Hasebe made his debut for the Japan senior national team under manager Zico on 11 February 2006, in a friendly match against the USA at AT&T Park in San Francisco. Although he played three matches under Zico, he was not selected for the 2006 World Cup.

After 2006 World Cup, Hasebe was soon capped for Japan under new manager Ivica Osim. Although he played three matches under Osim in 2006, he could not play at all in 2007. Osim suffered a stroke in November 2007 and Takeshi Okada replaced him as manager in December.
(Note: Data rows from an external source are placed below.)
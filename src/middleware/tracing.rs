use std::time::Instant;

use tracing::{field, info_span};

use super::Middleware;
use crate::handler::Handler;
use crate::message::{Request, Response};

/// Opens a `request` span around the rest of the chain.
///
/// The span carries `method`, `path` and `handler`, and records `status` and
/// `latency_ms` once the inner chain returns. A failed inner chain records
/// no status; the router's translator reports those.
pub struct TracingMiddleware;

impl Middleware for TracingMiddleware {
    fn process(&self, request: Request, next: &dyn Handler) -> anyhow::Result<Response> {
        let span = info_span!(
            "request",
            method = %request.method(),
            path = %request.uri().path(),
            handler = %next.name(),
            status = field::Empty,
            latency_ms = field::Empty,
        );

        let start = Instant::now();
        let result = span.in_scope(|| next.handle(request));
        let latency_ms = u64::try_from(start.elapsed().as_millis()).unwrap_or(u64::MAX);
        span.record("latency_ms", latency_ms);
        if let Ok(response) = &result {
            span.record("status", response.status().as_u16());
        }
        result
    }
}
In May 2008, Hasebe played for Japan against Ivory Coast for the first time in one and a half a year. From that point onwards, he regularly featured in the squad as a defensive midfielder alongside Yasuhito Endō.

Hasebe was the onfield captain at the 2010 FIFA World Cup, as Yoshikatsu Kawaguchi was the third-choice goalkeeper, and was captain at the 2011 AFC Asian Cup. He captained the team for three World Cup campaigns, until he announced his international retirement after Japan lost 3–2 against Belgium in the Round of 16 of 2018 FIFA World Cup. At the 2010 World Cup, Hasebe played all four matches and Japan qualified to the knockout stage.

After the 2010 World Cup, Hasebe also served as a captain under new manager Alberto Zaccheroni. In 2011, Japan won the champions in 2011 Asian Cup. He played all six matches and scored a goal against Syria. From late 2013, Hasebe played as defensive midfielder with Hotaru Yamaguchi instead of Endo. In 2014, he played three matches in the 2014 World Cup. However, Japan was eliminated in the group stage.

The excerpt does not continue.